From BLM website: “Compliance with NEPA is required of all federal actions including adoption of official policy, adoption of formal plans, adoption of programs, and approval of specific projects whether the action is developed by or submitted to the BLM. The NEPA compliance process within the BLM is guided by a series of federal, departmental and bureau laws, regulations and policies.”

Essentially NEPA is the “roadmap” that any proposed action must travel before it becomes actualized. A proposed action is based on frames created through “land use planning,” (LUPs or RMPs).

From BLM website: BLM’s Resource Management Plans (RMPs) form the basis for every action and approved use on the public lands. The BLM prepares RMPs for areas of public lands, called planning areas, which tend to have similar resource characteristics. Planning emphasizes a collaborative environment in which local, state, and tribal governments, the public, user groups, and industry work with the BLM to identify appropriate multiple uses of the public lands. Plans are periodically revised as changing conditions and resource demands require. BLM NEPA handbook HERE.

So simplistically a land use plan will require site-specific management planning for mining, livestock, wild horses, wildlife etc. to be incorporated into a large district wide overview for any proposed action.

BLM map of current herd management areas (HMAs) that have management objectives set through a frame in land use planning.

BLM map of current herd management areas (HMAs) that have management objectives set through a frame in land use planning.

Once an action is proposed it then steps into this process as outlined in the BLM NEPA handbook (livestock permit, mine, wild horse removal) : Handbook

NEPA is a process.

The word that comes before the acronym defines the subject. Example: Gather-EA, gather is the subject and EA was the NEPA process undertaken.

Chart taken from NEPA handbook

Chart taken from NEPA handbook

The chart above is the “map” for document preparation. In many instances we will have an underlying EA or Decision that that might allow an action to occur without an additional EA being prepared though what is called a “DNA.” This might transpire under an existing wild horse and burro  Gather EA (we are seeing many that now span ten years, not one) or under another document that deals with drought as an example (livestock restrictions or wild horse removals could occur under a drought decision without the need for an additional step). However when there is no existing EA  or underlying additional process of NEPA to base an action on, a new EA (or EIS if the scope proposes massive impact) will be prepared.

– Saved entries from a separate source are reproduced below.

//! Source registry
//!
//! Holds every configured source, routes URLs to the source that handles them
//! and fans searches out over all searchable sources.

use std::sync::Arc;

use futures::future::{BoxFuture, FutureExt};
use futures::stream::{self, StreamExt};
use tracing::{debug, info, warn};

use crate::config::SourceConfig;
use crate::types::{NovelHit, SourceHit, SourceLink};

use super::{FetchProgress, SelectorSource, SourceAdapter, SourceError};

/// Maximum number of sources searched at the same time
const SEARCH_CONCURRENCY: usize = 8;

/// One source's answer to a search
type SourceSearch = (Arc<dyn SourceAdapter>, Result<Vec<SourceHit>, SourceError>);

/// All sources known to the process
#[derive(Default)]
pub struct SourceRegistry {
    sources: Vec<Arc<dyn SourceAdapter>>,
}

impl SourceRegistry {
    pub fn new(sources: Vec<Arc<dyn SourceAdapter>>) -> Self {
        Self { sources }
    }

    /// Build selector-driven sources from `[[sources]]` config tables
    pub fn from_config(configs: &[SourceConfig]) -> Result<Self, SourceError> {
        let mut sources: Vec<Arc<dyn SourceAdapter>> = Vec::with_capacity(configs.len());
        for config in configs {
            let source = SelectorSource::new(config.clone())?;
            info!(
                "Registered source {} ({} base URLs, search: {})",
                source.name(),
                source.base_urls().len(),
                source.can_search()
            );
            sources.push(Arc::new(source));
        }
        Ok(Self::new(sources))
    }

    pub fn len(&self) -> usize {
        self.sources.len()
    }

    pub fn is_empty(&self) -> bool {
        self.sources.is_empty()
    }

    /// Number of sources a search fans out to
    pub fn searchable_count(&self) -> usize {
        self.sources.iter().filter(|s| s.can_search()).count()
    }

    /// Find the source responsible for `url`
    pub fn adapter_for(&self, url: &str) -> Result<Arc<dyn SourceAdapter>, SourceError> {
        self.sources
            .iter()
            .find(|s| s.handles(url))
            .cloned()
            .ok_or_else(|| SourceError::Unsupported(url.to_string()))
    }

    /// Search every searchable source and group the hits by novel title.
    ///
    /// `progress` is advanced once per source, whether it succeeded or not.
    /// A failing source is skipped; the search only fails when every source
    /// failed.
    pub async fn search(
        &self,
        query: &str,
        progress: &FetchProgress,
    ) -> Result<Vec<NovelHit>, SourceError> {
        let searchable: Vec<_> = self
            .sources
            .iter()
            .filter(|s| s.can_search())
            .cloned()
            .collect();
        let total = searchable.len();

        let searches: Vec<BoxFuture<'_, SourceSearch>> = searchable
            .into_iter()
            .map(|source| {
                async move {
                    let result = source.search(query).await;
                    progress.advance();
                    (source, result)
                }
                .boxed()
            })
            .collect();
        let results: Vec<SourceSearch> = stream::iter(searches)
            .buffered(SEARCH_CONCURRENCY)
            .collect()
            .await;

        let mut failures = 0usize;
        let mut grouped: Vec<(String, NovelHit)> = Vec::new();

        for (source, result) in results {
            let hits = match result {
                Ok(hits) => hits,
                Err(e) => {
                    warn!("Search on {} failed: {}", source.name(), e);
                    failures += 1;
                    continue;
                }
            };
            debug!("{} returned {} hits for '{}'", source.name(), hits.len(), query);

            for hit in hits {
                let key = normalize_title(&hit.title);
                let link = SourceLink {
                    url: hit.url,
                    info: hit.info,
                };
                match grouped.iter_mut().find(|(k, _)| *k == key) {
                    Some((_, novel)) => {
                        if !novel.sources.iter().any(|s| s.url == link.url) {
                            novel.sources.push(link);
                        }
                    }
                    None => grouped.push((
                        key,
                        NovelHit {
                            title: hit.title,
                            sources: vec![link],
                        },
                    )),
                }
            }
        }

        if total > 0 && failures == total {
            return Err(SourceError::AllSourcesFailed(total));
        }

        Ok(grouped.into_iter().map(|(_, novel)| novel).collect())
    }
}

/// Case and whitespace insensitive title key
fn normalize_title(title: &str) -> String {
    title
        .split_whitespace()
        .map(str::to_lowercase)
        .collect::<Vec<_>>()
        .join(" ")
}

So at this juncture we usually see the call coming for public comment. Often the public feels frustrated because a comment may receive this response “not appropriate to this EA.” That means that the scope of the comment is not to the proposed action, but to the underlying process of land use planning. BLM tend to skip the open scoping piece for determining what type of NEPA should be done for wild horses/burros and jumping right into the removal plan (skipping any planning for actual management goals).

We know it gets complicated. So the public often relies on organizations to assess these documents for comment.

WHE will continue to provide you with guidelines for submitting comments. However we never want you to blindly agree and always suggest you read supporting links we provide on proposed actions. Then if you agree with our position suggest using our sample comments to create your own letters or simply sign your name to add to the single letter we send. 

We hope this information allows you some insight into some of the processes that lead to the management actions surrounding America’s wild horses and burros.